> _Exercise aim_: Return the data that follows exactly. Include every line.

> _Data records_:
= = = = = = =

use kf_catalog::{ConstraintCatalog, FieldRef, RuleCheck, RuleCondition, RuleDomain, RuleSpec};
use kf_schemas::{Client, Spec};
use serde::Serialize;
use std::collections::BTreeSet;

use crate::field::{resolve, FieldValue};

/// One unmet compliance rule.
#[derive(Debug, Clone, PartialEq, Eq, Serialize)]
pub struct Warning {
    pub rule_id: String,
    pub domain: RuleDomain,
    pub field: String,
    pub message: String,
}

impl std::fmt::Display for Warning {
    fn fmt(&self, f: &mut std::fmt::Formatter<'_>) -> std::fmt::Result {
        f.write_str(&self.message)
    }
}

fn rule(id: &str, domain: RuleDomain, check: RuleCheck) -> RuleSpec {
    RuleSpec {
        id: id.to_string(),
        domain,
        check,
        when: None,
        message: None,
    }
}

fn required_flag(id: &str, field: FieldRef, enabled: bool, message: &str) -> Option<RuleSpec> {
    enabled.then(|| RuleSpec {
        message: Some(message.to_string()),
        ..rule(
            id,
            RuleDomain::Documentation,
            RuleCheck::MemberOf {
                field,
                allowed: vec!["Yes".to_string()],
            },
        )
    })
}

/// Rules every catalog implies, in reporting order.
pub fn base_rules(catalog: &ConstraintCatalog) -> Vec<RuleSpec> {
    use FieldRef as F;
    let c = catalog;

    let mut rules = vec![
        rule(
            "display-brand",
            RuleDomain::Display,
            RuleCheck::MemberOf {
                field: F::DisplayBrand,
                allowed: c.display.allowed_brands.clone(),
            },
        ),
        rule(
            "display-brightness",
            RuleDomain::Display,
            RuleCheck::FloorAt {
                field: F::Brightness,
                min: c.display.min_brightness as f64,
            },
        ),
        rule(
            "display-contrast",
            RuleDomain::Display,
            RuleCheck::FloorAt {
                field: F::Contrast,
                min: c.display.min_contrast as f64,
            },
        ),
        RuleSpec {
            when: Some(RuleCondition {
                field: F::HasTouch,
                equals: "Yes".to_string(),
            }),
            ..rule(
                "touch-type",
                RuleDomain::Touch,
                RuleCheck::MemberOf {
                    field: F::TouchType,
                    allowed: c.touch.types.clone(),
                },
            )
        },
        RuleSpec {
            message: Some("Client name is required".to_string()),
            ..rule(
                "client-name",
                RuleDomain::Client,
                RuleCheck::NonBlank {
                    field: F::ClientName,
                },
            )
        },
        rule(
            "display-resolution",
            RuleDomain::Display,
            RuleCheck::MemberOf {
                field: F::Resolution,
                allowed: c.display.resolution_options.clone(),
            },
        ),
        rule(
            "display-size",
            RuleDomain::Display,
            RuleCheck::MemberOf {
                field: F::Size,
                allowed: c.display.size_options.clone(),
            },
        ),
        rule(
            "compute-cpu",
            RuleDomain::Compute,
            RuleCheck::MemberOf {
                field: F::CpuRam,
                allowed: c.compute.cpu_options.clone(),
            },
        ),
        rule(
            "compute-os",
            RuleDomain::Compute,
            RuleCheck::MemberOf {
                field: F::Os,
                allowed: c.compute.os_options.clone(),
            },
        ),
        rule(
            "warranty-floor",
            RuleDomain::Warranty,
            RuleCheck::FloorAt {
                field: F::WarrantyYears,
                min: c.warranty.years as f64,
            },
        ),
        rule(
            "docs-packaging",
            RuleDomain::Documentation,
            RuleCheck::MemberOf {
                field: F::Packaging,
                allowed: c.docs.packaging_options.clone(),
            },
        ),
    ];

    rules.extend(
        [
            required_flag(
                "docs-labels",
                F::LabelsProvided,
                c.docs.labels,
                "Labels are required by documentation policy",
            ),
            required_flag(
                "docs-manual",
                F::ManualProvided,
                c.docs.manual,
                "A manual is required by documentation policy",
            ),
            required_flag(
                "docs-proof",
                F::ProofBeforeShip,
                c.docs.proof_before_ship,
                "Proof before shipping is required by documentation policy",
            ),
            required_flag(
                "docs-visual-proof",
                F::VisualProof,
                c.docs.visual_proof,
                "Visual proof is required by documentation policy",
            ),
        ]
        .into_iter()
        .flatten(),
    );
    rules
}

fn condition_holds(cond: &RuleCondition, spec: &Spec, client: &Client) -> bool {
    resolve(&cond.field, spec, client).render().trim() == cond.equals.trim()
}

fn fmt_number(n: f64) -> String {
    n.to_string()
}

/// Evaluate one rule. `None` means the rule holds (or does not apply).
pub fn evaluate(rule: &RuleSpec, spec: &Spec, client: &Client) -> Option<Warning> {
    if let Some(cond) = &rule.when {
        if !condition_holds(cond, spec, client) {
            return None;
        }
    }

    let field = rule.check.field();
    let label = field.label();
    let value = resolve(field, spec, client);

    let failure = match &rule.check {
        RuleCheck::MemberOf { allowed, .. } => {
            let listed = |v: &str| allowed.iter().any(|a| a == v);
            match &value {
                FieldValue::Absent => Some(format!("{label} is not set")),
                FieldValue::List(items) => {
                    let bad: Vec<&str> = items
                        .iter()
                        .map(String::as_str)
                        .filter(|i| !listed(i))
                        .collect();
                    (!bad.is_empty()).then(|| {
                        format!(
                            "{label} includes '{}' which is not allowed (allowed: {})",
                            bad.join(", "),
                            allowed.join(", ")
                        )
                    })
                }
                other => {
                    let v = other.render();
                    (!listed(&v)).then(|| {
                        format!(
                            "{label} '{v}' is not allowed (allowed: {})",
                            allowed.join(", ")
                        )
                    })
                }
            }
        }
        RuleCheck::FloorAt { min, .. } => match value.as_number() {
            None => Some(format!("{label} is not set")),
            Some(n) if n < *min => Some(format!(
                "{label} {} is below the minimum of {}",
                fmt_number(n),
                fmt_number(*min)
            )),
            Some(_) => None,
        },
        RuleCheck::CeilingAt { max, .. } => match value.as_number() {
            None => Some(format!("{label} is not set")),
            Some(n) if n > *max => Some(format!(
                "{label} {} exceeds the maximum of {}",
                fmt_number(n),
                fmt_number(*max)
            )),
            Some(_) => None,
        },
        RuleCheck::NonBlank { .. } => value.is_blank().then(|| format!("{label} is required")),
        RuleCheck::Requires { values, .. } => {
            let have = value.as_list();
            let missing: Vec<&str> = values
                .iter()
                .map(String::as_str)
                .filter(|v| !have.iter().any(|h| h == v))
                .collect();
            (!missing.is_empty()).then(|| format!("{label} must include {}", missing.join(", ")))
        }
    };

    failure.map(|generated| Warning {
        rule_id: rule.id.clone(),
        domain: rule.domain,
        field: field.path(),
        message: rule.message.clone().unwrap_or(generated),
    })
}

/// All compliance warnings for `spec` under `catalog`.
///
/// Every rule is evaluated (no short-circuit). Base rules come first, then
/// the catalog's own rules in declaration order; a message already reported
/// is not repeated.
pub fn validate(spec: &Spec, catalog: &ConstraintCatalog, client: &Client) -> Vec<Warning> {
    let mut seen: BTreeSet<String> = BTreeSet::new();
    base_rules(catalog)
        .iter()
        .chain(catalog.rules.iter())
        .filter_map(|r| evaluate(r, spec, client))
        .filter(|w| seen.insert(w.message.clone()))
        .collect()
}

= = = = = = =

> _Task result_:
use kf_catalog::{ConstraintCatalog, FieldRef, RuleCheck, RuleCondition, RuleDomain, RuleSpec};
use kf_schemas::{Client, Spec};
use serde::Serialize;
use std::collections::BTreeSet;

use crate::field::{resolve, FieldValue};

/// One unmet compliance rule.
#[derive(Debug, Clone, PartialEq, Eq, Serialize)]
pub struct Warning {
    pub rule_id: String,
    pub domain: RuleDomain,
    pub field: String,
    pub message: String,
}

impl std::fmt::Display for Warning {
    fn fmt(&self, f: &mut std::fmt::Formatter<'_>) -> std::fmt::Result {
        f.write_str(&self.message)
    }
}

fn rule(id: &str, domain: RuleDomain, check: RuleCheck) -> RuleSpec {
    RuleSpec {
        id: id.to_string(),
        domain,
        check,
        when: None,
        message: None,
    }
}

fn required_flag(id: &str, field: FieldRef, enabled: bool, message: &str) -> Option<RuleSpec> {
    enabled.then(|| RuleSpec {
        message: Some(message.to_string()),
        ..rule(
            id,
            RuleDomain::Documentation,
            RuleCheck::MemberOf {
                field,
                allowed: vec!["Yes".to_string()],
            },
        )
    })
}

/// Rules every catalog implies, in reporting order.
pub fn base_rules(catalog: &ConstraintCatalog) -> Vec<RuleSpec> {
    use FieldRef as F;
    let c = catalog;

    let mut rules = vec![
        rule(
            "display-brand",
            RuleDomain::Display,
            RuleCheck::MemberOf {
                field: F::DisplayBrand,
                allowed: c.display.allowed_brands.clone(),
            },
        ),
        rule(
            "display-brightness",
            RuleDomain::Display,
            RuleCheck::FloorAt {
                field: F::Brightness,
                min: c.display.min_brightness as f64,
            },
        ),
        rule(
            "display-contrast",
            RuleDomain::Display,
            RuleCheck::FloorAt {
                field: F::Contrast,
                min: c.display.min_contrast as f64,
            },
        ),
        RuleSpec {
            when: Some(RuleCondition {
                field: F::HasTouch,
                equals: "Yes".to_string(),
            }),
            ..rule(
                "touch-type",
                RuleDomain::Touch,
                RuleCheck::MemberOf {
                    field: F::TouchType,
                    allowed: c.touch.types.clone(),
                },
            )
        },
        RuleSpec {
            message: Some("Client name is required".to_string()),
            ..rule(
                "client-name",
                RuleDomain::Client,
                RuleCheck::NonBlank {
                    field: F::ClientName,
                },
            )
        },
        rule(
            "display-resolution",
            RuleDomain::Display,
            RuleCheck::MemberOf {
                field: F::Resolution,
                allowed: c.display.resolution_options.clone(),
            },
        ),
        rule(
            "display-size",
            RuleDomain::Display,
            RuleCheck::MemberOf {
                field: F::Size,
                allowed: c.display.size_options.clone(),
            },
        ),
        rule(
            "compute-cpu",
            RuleDomain::Compute,
            RuleCheck::MemberOf {
                field: F::CpuRam,
                allowed: c.compute.cpu_options.clone(),
            },
        ),
        rule(
            "compute-os",
            RuleDomain::Compute,
            RuleCheck::MemberOf {
                field: F::Os,
                allowed: c.compute.os_options.clone(),
            },
        ),
        rule(
            "warranty-floor",
            RuleDomain::Warranty,
            RuleCheck::FloorAt {
                field: F::WarrantyYears,
                min: c.warranty.years as f64,
            },
        ),
        rule(
            "docs-packaging",
            RuleDomain::Documentation,
            RuleCheck::MemberOf {
                field: F::Packaging,
                allowed: c.docs.packaging_options.clone(),
            },
        ),
    ];

    rules.extend(
        [
            required_flag(
                "docs-labels",
                F::LabelsProvided,
                c.docs.labels,
                "Labels are required by documentation policy",
            ),
            required_flag(
                "docs-manual",
                F::ManualProvided,
                c.docs.manual,
                "A manual is required by documentation policy",
            ),
            required_flag(
                "docs-proof",
                F::ProofBeforeShip,
                c.docs.proof_before_ship,
                "Proof before shipping is required by documentation policy",
            ),
            required_flag(
                "docs-visual-proof",
                F::VisualProof,
                c.docs.visual_proof,
                "Visual proof is required by documentation policy",
            ),
        ]
        .into_iter()
        .flatten(),
    );
    rules
}

fn condition_holds(cond: &RuleCondition, spec: &Spec, client: &Client) -> bool {
    resolve(&cond.field, spec, client).render().trim() == cond.equals.trim()
}

fn fmt_number(n: f64) -> String {
    n.to_string()
}

/// Evaluate one rule. `None` means the rule holds (or does not apply).
pub fn evaluate(rule: &RuleSpec, spec: &Spec, client: &Client) -> Option<Warning> {
    if let Some(cond) = &rule.when {
        if !condition_holds(cond, spec, client) {
            return None;
        }
    }

    let field = rule.check.field();
    let label = field.label();
    let value = resolve(field, spec, client);

    let failure = match &rule.check {
        RuleCheck::MemberOf { allowed, .. } => {
            let listed = |v: &str| allowed.iter().any(|a| a == v);
            match &value {
                FieldValue::Absent => Some(format!("{label} is not set")),
                FieldValue::List(items) => {
                    let bad: Vec<&str> = items
                        .iter()
                        .map(String::as_str)
                        .filter(|i| !listed(i))
                        .collect();
                    (!bad.is_empty()).then(|| {
                        format!(
                            "{label} includes '{}' which is not allowed (allowed: {})",
                            bad.join(", "),
                            allowed.join(", ")
                        )
                    })
                }
                other => {
                    let v = other.render();
                    (!listed(&v)).then(|| {
                        format!(
                            "{label} '{v}' is not allowed (allowed: {})",
                            allowed.join(", ")
                        )
                    })
                }
            }
        }
        RuleCheck::FloorAt { min, .. } => match value.as_number() {
            None => Some(format!("{label} is not set")),
            Some(n) if n < *min => Some(format!(
                "{label} {} is below the minimum of {}",
                fmt_number(n),
                fmt_number(*min)
            )),
            Some(_) => None,
        },
        RuleCheck::CeilingAt { max, .. } => match value.as_number() {
            None => Some(format!("{label} is not set")),
            Some(n) if n > *max => Some(format!(
                "{label} {} exceeds the maximum of {}",
                fmt_number(n),
                fmt_number(*max)
            )),
            Some(_) => None,
        },
        RuleCheck::NonBlank { .. } => value.is_blank().then(|| format!("{label} is required")),
        RuleCheck::Requires { values, .. } => {
            let have = value.as_list();
            let missing: Vec<&str> = values
                .iter()
                .map(String::as_str)
                .filter(|v| !have.iter().any(|h| h == v))
                .collect();
            (!missing.is_empty()).then(|| format!("{label} must include {}", missing.join(", ")))
        }
    };

    failure.map(|generated| Warning {
        rule_id: rule.id.clone(),
        domain: rule.domain,
        field: field.path(),
        message: rule.message.clone().unwrap_or(generated),
    })
}

/// All compliance warnings for `spec` under `catalog`.
///
/// Every rule is evaluated (no short-circuit). Base rules come first, then
/// the catalog's own rules in declaration order; a message already reported
/// is not repeated.
pub fn validate(spec: &Spec, catalog: &ConstraintCatalog, client: &Client) -> Vec<Warning> {
    let mut seen: BTreeSet<String> = BTreeSet::new();
    base_rules(catalog)
        .iter()
        .chain(catalog.rules.iter())
        .filter_map(|r| evaluate(r, spec, client))
        .filter(|w| seen.insert(w.message.clone()))
        .collect()
}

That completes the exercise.